In total, it looked at 5,400 men and found that if a man has an older brother, they were 38% more likely to be gay than a man without an older brother.
The findings have not been replicated in women, where no link has been found between sexuality and the number of siblings someone has.
Previous studies have found that the more older brothers you have, the more likely you may grow up to be gay. If you have three older brothers, it’s been suggested you are twice as likely to be gay than if you have no older brothers.
This study looked primarily at families with one or two sons only. It found that men with younger brothers showed neither an increase or decrease in the likelihood of being gay. The results were published in the biology journal Proceedings of the Royal Society B.
It is unknown what causes this phenomenon.
Some scientists have speculated that each time a woman carries a male child in her womb, she produces a slightly different set of antibodies – prompted by her exposure to ‘male-specific substances’ in her unborn child.
The different antibodies she produces can impact the brain development of the next male child she carries. The controversial theory has been dubbed the “maternal immune hypothesis.”
A second hypothesis proposes that if there are genes that make men gay, the same genes in women make them more fertile and therefore likely to produce more offspring.
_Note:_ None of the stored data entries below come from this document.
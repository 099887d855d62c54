//! Streaming Detection Core
//!
//! Implementations of the sliding window and the threshold classifier.

mod classifier;
mod window;

pub use classifier::*;
pub use window::*;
Hence, the genes remain present in the human population despite gay men having fewer offspring than straight men.
The authors of this study say their findings lean more towards the first hypothesis than the second, but that’s not to be considered as proof. They suggest more research is needed into the second hypothesis – specifically research that counts, “the offspring of homosexual men’s sisters, maternal aunts, maternal grandmothers and so on, in addition to analyzing the offspring of their own mothers.”
Professor David Spiegelhalter, a statistician from the University of Cambridge unconnected with the research, told The Daily Mail: “The fascinating study estimates that having an older brother increases the odds of being gay by 38%, supporting the idea that a mother’s immune response to having a male child influences subsequent boys.
“People have endlessly argued about the possible roles of genetics and upbringing, but this clear result fits in neither category.”